- Opening Delimiter -

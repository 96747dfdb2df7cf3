//! External downloader process boundary
//!
//! The manager never touches processes directly. It asks a [`ProcessRunner`]
//! to start a job and gets back a [`RunHandle`]: a stop control plus an
//! ordered event stream of output lines terminated by exactly one
//! [`RunEvent::Finished`].

use super::progress::{self, ProgressUpdate};
use crate::app::config::DownloadProfile;
use std::path::PathBuf;
use std::process::Stdio;
use thiserror::Error;
use tokio::io::{AsyncBufReadExt, BufReader};
use tokio::process::Command;
use tokio::sync::{mpsc, oneshot};

/// What a runner needs to start one download
#[derive(Debug, Clone)]
pub struct RunRequest {
    pub id: u64,
    pub url: String,
    pub profile: DownloadProfile,
    pub working_dir: PathBuf,
}

/// Terminal result of a run
#[derive(Debug, Clone, PartialEq)]
pub enum RunOutcome {
    Success { files: Vec<PathBuf> },
    Failure { message: String },
}

#[derive(Debug, Clone, PartialEq)]
pub enum RunEvent {
    /// One line of stdout/stderr, in arrival order
    Output(String),
    /// Sent exactly once, last
    Finished(RunOutcome),
}

#[derive(Error, Debug)]
pub enum RunnerError {
    #[error("Failed to spawn '{command}': {source}")]
    Spawn {
        command: String,
        source: std::io::Error,
    },

    #[error("Downloader unavailable: {0}")]
    Unavailable(String),
}

/// Stop signal for one running process.
///
/// Stopping is advisory: the runner decides when the process is actually
/// gone and reports it through the event stream.
#[derive(Debug)]
pub struct RunControl {
    stop: Option<oneshot::Sender<()>>,
}

impl RunControl {
    /// Create a control and the receiving end the runner watches
    pub fn channel() -> (Self, oneshot::Receiver<()>) {
        let (tx, rx) = oneshot::channel();
        (Self { stop: Some(tx) }, rx)
    }

    /// Idempotent and never blocks. A send error only means the process
    /// has already finished.
    pub fn request_stop(&mut self) {
        if let Some(tx) = self.stop.take() {
            let _ = tx.send(());
        }
    }

    pub fn stop_requested(&self) -> bool {
        self.stop.is_none()
    }
}

pub struct RunHandle {
    pub control: RunControl,
    pub events: mpsc::UnboundedReceiver<RunEvent>,
}

/// Starts external downloads. `start` must return promptly; the work
/// itself happens on a task the runner owns.
pub trait ProcessRunner: Send + Sync {
    fn start(&self, request: RunRequest) -> Result<RunHandle, RunnerError>;
}

/// Runs the profile's command line with the URL appended
#[derive(Debug, Default, Clone)]
pub struct CommandRunner;

impl CommandRunner {
    pub fn new() -> Self {
        Self
    }
}

impl ProcessRunner for CommandRunner {
    fn start(&self, request: RunRequest) -> Result<RunHandle, RunnerError> {
        if request.profile.command.trim().is_empty() {
            return Err(RunnerError::Unavailable(format!(
                "profile '{}' has no command",
                request.profile.name
            )));
        }

        let mut cmd = Command::new(&request.profile.command);
        cmd.args(&request.profile.args)
            .arg(&request.url)
            .current_dir(&request.working_dir)
            .stdin(Stdio::null())
            .stdout(Stdio::piped())
            .stderr(Stdio::piped())
            .kill_on_drop(true);

        tracing::info!(
            "Spawning downloader for #{}: {} {:?} {}",
            request.id,
            request.profile.command,
            request.profile.args,
            request.url
        );

        let child = cmd.spawn().map_err(|source| RunnerError::Spawn {
            command: request.profile.command.clone(),
            source,
        })?;

        let (control, stop_rx) = RunControl::channel();
        let (event_tx, events) = mpsc::unbounded_channel();

        tokio::spawn(supervise(child, request, stop_rx, event_tx));

        Ok(RunHandle { control, events })
    }
}

/// Forward output, honour a stop request, and report the exit exactly once
async fn supervise(
    mut child: tokio::process::Child,
    request: RunRequest,
    mut stop_rx: oneshot::Receiver<()>,
    event_tx: mpsc::UnboundedSender<RunEvent>,
) {
    let mut stdout = child.stdout.take().map(|s| BufReader::new(s).lines());
    let mut stderr = child.stderr.take().map(|s| BufReader::new(s).lines());

    let mut files: Vec<PathBuf> = Vec::new();
    let mut last_stderr: Option<String> = None;
    let mut stop_pending = true;

    while stdout.is_some() || stderr.is_some() {
        tokio::select! {
            line = next_line(&mut stdout), if stdout.is_some() => match line {
                Some(line) => {
                    track_file(&mut files, &line);
                    let _ = event_tx.send(RunEvent::Output(line));
                }
                None => stdout = None,
            },
            line = next_line(&mut stderr), if stderr.is_some() => match line {
                Some(line) => {
                    if !line.trim().is_empty() {
                        last_stderr = Some(line.clone());
                    }
                    let _ = event_tx.send(RunEvent::Output(line));
                }
                None => stderr = None,
            },
            result = &mut stop_rx, if stop_pending => {
                stop_pending = false;
                if result.is_ok() {
                    tracing::info!("Stopping downloader for #{}", request.id);
                    if let Err(e) = child.start_kill() {
                        tracing::warn!("Failed to signal downloader for #{}: {}", request.id, e);
                    }
                }
            }
        }
    }

    let outcome = match child.wait().await {
        Ok(status) if status.success() => RunOutcome::Success {
            files: files
                .into_iter()
                .map(|f| request.working_dir.join(f))
                .collect(),
        },
        Ok(status) => {
            let code = status
                .code()
                .map(|c| c.to_string())
                .unwrap_or_else(|| "signal".to_string());
            let message = match last_stderr {
                Some(line) => format!("exit code {}: {}", code, line),
                None => format!("exit code {}", code),
            };
            RunOutcome::Failure { message }
        }
        Err(e) => RunOutcome::Failure {
            message: format!("failed to wait for downloader: {}", e),
        },
    };

    tracing::debug!("Downloader for #{} finished: {:?}", request.id, outcome);
    let _ = event_tx.send(RunEvent::Finished(outcome));
}

async fn next_line<R>(lines: &mut Option<tokio::io::Lines<R>>) -> Option<String>
where
    R: tokio::io::AsyncBufRead + Unpin,
{
    match lines.as_mut() {
        Some(lines) => lines.next_line().await.ok().flatten(),
        None => None,
    }
}

fn track_file(files: &mut Vec<PathBuf>, line: &str) {
    match progress::parse_line(line) {
        Some(ProgressUpdate::File { path }) | Some(ProgressUpdate::AlreadyDownloaded { path }) => {
            if !files.contains(&path) {
                files.push(path);
            }
        }
        Some(ProgressUpdate::Merged { path }) => *files = vec![path],
        _ => {}
    }
}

- Closing Delimiter -

Work to complete
Retype the records above from the very first line down to the line with "promptly; the work", keeping both of those lines. Include nothing beyond them.

Written answer
repository 96747dfdb2df7cf3
//! External downloader process boundary
//!
//! The manager never touches processes directly. It asks a [`ProcessRunner`]
//! to start a job and gets back a [`RunHandle`]: a stop control plus an
//! ordered event stream of output lines terminated by exactly one
//! [`RunEvent::Finished`].

use super::progress::{self, ProgressUpdate};
use crate::app::config::DownloadProfile;
use std::path::PathBuf;
use std::process::Stdio;
use thiserror::Error;
use tokio::io::{AsyncBufReadExt, BufReader};
use tokio::process::Command;
use tokio::sync::{mpsc, oneshot};

/// What a runner needs to start one download
#[derive(Debug, Clone)]
pub struct RunRequest {
    pub id: u64,
    pub url: String,
    pub profile: DownloadProfile,
    pub working_dir: PathBuf,
}

/// Terminal result of a run
#[derive(Debug, Clone, PartialEq)]
pub enum RunOutcome {
    Success { files: Vec<PathBuf> },
    Failure { message: String },
}

#[derive(Debug, Clone, PartialEq)]
pub enum RunEvent {
    /// One line of stdout/stderr, in arrival order
    Output(String),
    /// Sent exactly once, last
    Finished(RunOutcome),
}

#[derive(Error, Debug)]
pub enum RunnerError {
    #[error("Failed to spawn '{command}': {source}")]
    Spawn {
        command: String,
        source: std::io::Error,
    },

    #[error("Downloader unavailable: {0}")]
    Unavailable(String),
}

/// Stop signal for one running process.
///
/// Stopping is advisory: the runner decides when the process is actually
/// gone and reports it through the event stream.
#[derive(Debug)]
pub struct RunControl {
    stop: Option<oneshot::Sender<()>>,
}

impl RunControl {
    /// Create a control and the receiving end the runner watches
    pub fn channel() -> (Self, oneshot::Receiver<()>) {
        let (tx, rx) = oneshot::channel();
        (Self { stop: Some(tx) }, rx)
    }

    /// Idempotent and never blocks. A send error only means the process
    /// has already finished.
    pub fn request_stop(&mut self) {
        if let Some(tx) = self.stop.take() {
            let _ = tx.send(());
        }
    }

    pub fn stop_requested(&self) -> bool {
        self.stop.is_none()
    }
}

pub struct RunHandle {
    pub control: RunControl,
    pub events: mpsc::UnboundedReceiver<RunEvent>,
}

/// Starts external downloads. `start` must return promptly; the work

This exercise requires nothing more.